Vinya pauses. She looks at the piece of paper in her hand—work that obviously needs to get done, and soon—and sighs and lays it aside. She walks over to sit before the pane of glass and asks, “How?”

 

“They opted to attack during a social occasion. At which I was present.”

 

Vinya rolls her eyes. “Ah. You and … what’s his name …”

 

“Sigrud.”

 

“Yes. How many dead?”

 

“Sixteen.”

 

“So he’s clocking in his normal rate, then. By all the damned seas, Shara, I’ve … I’ve no idea why you keep such a man on! We have trouble with the Dreylings every day! They’re pirates, my dear!”

 

“They weren’t always. Not while their king was still alive.”

 

“Ah, yes, their dead king they do so love to sing about … Him and their little lost prince, who’ll one day sail back to them. I expect they also sing all day while burning half the northern Continental coastline!

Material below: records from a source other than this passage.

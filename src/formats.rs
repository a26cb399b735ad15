//! Output formats for parse trees
//!
//! Parse trees are rendered with the indented [pretty] printer. Structured output
//! (JSON, YAML) goes through a grammar's compile step instead, see
//! [grammars](crate::grammars).

pub mod pretty;

pub use pretty::{
    to_pretty_string, to_pretty_string_with_indent, write_pretty, PrettyPrinter, PrettyWrite,
};
//! Bundled grammars
//!
//!     Grammars are plain rule declarations; nothing here extends the engine. They double as
//!     worked examples and as test fixtures:
//!
//!         - [json]: JSON with one wrapper rule per scalar kind, a logos lexer and a compile
//!           step into `serde_json::Value`.
//!         - [sexpr]: S-expressions with comments dropped at the rule level.
//!         - [sjson]: a simplified JSON built from token leaves.
//!
//!     [`Language`] selects one of them by name, the way the CLI does.

pub mod json;
pub mod sexpr;
pub mod sjson;

use crate::formats::pretty::to_pretty_string_with_indent;
use crate::lexing::LexError;
use crate::parsing::{parse_with_options, ParseError, ParseOptions};
use crate::ruledef::{try_descriptor, GrammarError, RuleDescriptor};
use crate::token::SliceTokenStream;
use json::{Compile, CompileError};
use serde_json::Value;
use std::fmt;
use std::str::FromStr;

#[derive(Debug, Clone, Copy, PartialEq, Eq, Hash)]
pub enum Language {
    Json,
    Sexpr,
    Sjson,
}

impl Language {
    pub const ALL: [Language; 3] = [Language::Json, Language::Sexpr, Language::Sjson];

    pub fn name(self) -> &'static str {
        match self {
            Language::Json => "json",
            Language::Sexpr => "sexpr",
            Language::Sjson => "sjson",
        }
    }

    pub fn tokenise(self, source: &str) -> Result<SliceTokenStream, LexError> {
        match self {
            Language::Json => json::tokenise(source),
            Language::Sexpr => sexpr::tokenise(source),
            Language::Sjson => sjson::tokenise(source),
        }
    }

    /// Parse a token stream with this language's root rule.
    pub fn parse(
        self,
        tokens: &mut SliceTokenStream,
        options: &ParseOptions,
    ) -> Result<Document, ParseError> {
        Ok(match self {
            Language::Json => Document::Json(parse_with_options(tokens, options)?),
            Language::Sexpr => Document::Sexpr(parse_with_options(tokens, options)?),
            Language::Sjson => Document::Sjson(parse_with_options(tokens, options)?),
        })
    }

    /// Tokenise and parse source text.
    pub fn parse_str(self, source: &str, options: &ParseOptions) -> Result<Document, DocumentError> {
        let mut tokens = self.tokenise(source)?;
        Ok(self.parse(&mut tokens, options)?)
    }

    /// Descriptors of every rule in the grammar, root first.
    pub fn descriptors(self) -> Result<Vec<&'static RuleDescriptor>, GrammarError> {
        match self {
            Language::Json => Ok(vec![
                try_descriptor::<json::Json>()?,
                try_descriptor::<json::Number>()?,
                try_descriptor::<json::Str>()?,
                try_descriptor::<json::Null>()?,
                try_descriptor::<json::Bool>()?,
                try_descriptor::<json::Array>()?,
                try_descriptor::<json::Dict>()?,
                try_descriptor::<json::DictItem>()?,
            ]),
            Language::Sexpr => Ok(vec![
                try_descriptor::<sexpr::SExpr>()?,
                try_descriptor::<sexpr::List>()?,
            ]),
            Language::Sjson => Ok(vec![
                try_descriptor::<sjson::Sjson>()?,
                try_descriptor::<sjson::List>()?,
                try_descriptor::<sjson::Object>()?,
                try_descriptor::<sjson::Pair>()?,
            ]),
        }
    }
}

impl fmt::Display for Language {
    fn fmt(&self, f: &mut fmt::Formatter<'_>) -> fmt::Result {
        write!(f, "{}", self.name())
    }
}

impl FromStr for Language {
    type Err = DocumentError;

    fn from_str(s: &str) -> Result<Self, Self::Err> {
        Language::ALL
            .into_iter()
            .find(|lang| lang.name() == s)
            .ok_or_else(|| DocumentError::UnknownLanguage(s.to_string()))
    }
}

/// A parsed document of any bundled language.
#[derive(Debug, Clone, PartialEq)]
pub enum Document {
    Json(json::Json),
    Sexpr(sexpr::SExpr),
    Sjson(sjson::Sjson),
}

impl Document {
    pub fn language(&self) -> Language {
        match self {
            Document::Json(_) => Language::Json,
            Document::Sexpr(_) => Language::Sexpr,
            Document::Sjson(_) => Language::Sjson,
        }
    }

    pub fn pretty(&self, indent: usize) -> String {
        match self {
            Document::Json(node) => to_pretty_string_with_indent(node, indent),
            Document::Sexpr(node) => to_pretty_string_with_indent(node, indent),
            Document::Sjson(node) => to_pretty_string_with_indent(node, indent),
        }
    }

    pub fn compile(&self) -> Result<Value, CompileError> {
        match self {
            Document::Json(node) => node.compile(),
            Document::Sexpr(_) => Err(CompileError::Unsupported("sexpr")),
            Document::Sjson(node) => node.compile(),
        }
    }
}

/// Errors from reading a document in one of the bundled languages
#[derive(Debug, Clone, PartialEq)]
pub enum DocumentError {
    UnknownLanguage(String),
    Lex(LexError),
    Parse(ParseError),
    Compile(CompileError),
}

impl fmt::Display for DocumentError {
    fn fmt(&self, f: &mut fmt::Formatter<'_>) -> fmt::Result {
        match self {
            DocumentError::UnknownLanguage(name) => {
                let known: Vec<_> = Language::ALL.iter().map(|l| l.name()).collect();
                write!(f, "unknown language '{name}' (expected {})", known.join(", "))
            }
            DocumentError::Lex(err) => write!(f, "lex error: {err}"),
            DocumentError::Parse(err) => write!(f, "parse error: {err}"),
            DocumentError::Compile(err) => write!(f, "compile error: {err}"),
        }
    }
}

impl std::error::Error for DocumentError {
    fn source(&self) -> Option<&(dyn std::error::Error + 'static)> {
        match self {
            DocumentError::UnknownLanguage(_) => None,
            DocumentError::Lex(err) => Some(err),
            DocumentError::Parse(err) => Some(err),
            DocumentError::Compile(err) => Some(err),
        }
    }
}

impl From<LexError> for DocumentError {
    fn from(err: LexError) -> Self {
        DocumentError::Lex(err)
    }
}

impl From<ParseError> for DocumentError {
    fn from(err: ParseError) -> Self {
        DocumentError::Parse(err)
    }
}

impl From<CompileError> for DocumentError {
    fn from(err: CompileError) -> Self {
        DocumentError::Compile(err)
    }
}

#[cfg(test)]
mod tests {
    use super::*;

    #[test]
    fn test_language_names_round_trip() {
        for lang in Language::ALL {
            assert_eq!(lang.name().parse::<Language>().unwrap(), lang);
        }
        assert!(matches!(
            "toml".parse::<Language>(),
            Err(DocumentError::UnknownLanguage(_))
        ));
    }

    #[test]
    fn test_every_bundled_grammar_compiles() {
        for lang in Language::ALL {
            let descriptors = lang.descriptors().unwrap();
            assert!(!descriptors.is_empty(), "{lang} has no rules");
        }
    }

    #[test]
    fn test_json_and_sjson_agree() {
        let source = r#"{"xs": [1, 2], "ok": true}"#;
        let options = ParseOptions::default();
        let a = Language::Json.parse_str(source, &options).unwrap();
        let b = Language::Sjson.parse_str(source, &options).unwrap();
        assert_eq!(a.compile().unwrap(), b.compile().unwrap());
        assert_eq!(a.language(), Language::Json);
    }

    #[test]
    fn test_sexpr_has_no_compile_step() {
        let doc = Language::Sexpr
            .parse_str("(a)", &ParseOptions::default())
            .unwrap();
        assert_eq!(doc.compile(), Err(CompileError::Unsupported("sexpr")));
    }

    #[test]
    fn test_errors_are_wrapped() {
        let err = Language::Json
            .parse_str("[1 2]", &ParseOptions::default())
            .unwrap_err();
        assert!(matches!(err, DocumentError::Parse(ref e) if e.pos == 2));
        assert!(err.to_string().starts_with("parse error: token #2 number"));
    }
}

I mean, you must admit, my dear, these people are savages!”

 

“I think he’s proved his worth, last night and many other nights.”

 

“Intelligence work is meant to avoid bloodshed, not generate it by the quart!”

 

“And yet intelligence work is as susceptible to its environs as anything else,” says Shara. “We ‘operate within a set of variables that we often cannot influence’.”

 

“I hate it when you quote me,” says Vinya. “All right. So what? So some bumpkins took a shot at an alderman, or whatever he is. That’s not news. That’s just your average day of the week. Why would you contact me?”

 

“Because I am convinced,” says Shara, “that there is some connection to Pangyui.”

 

Vinya freezes. She looks away, then slowly looks back. “What?”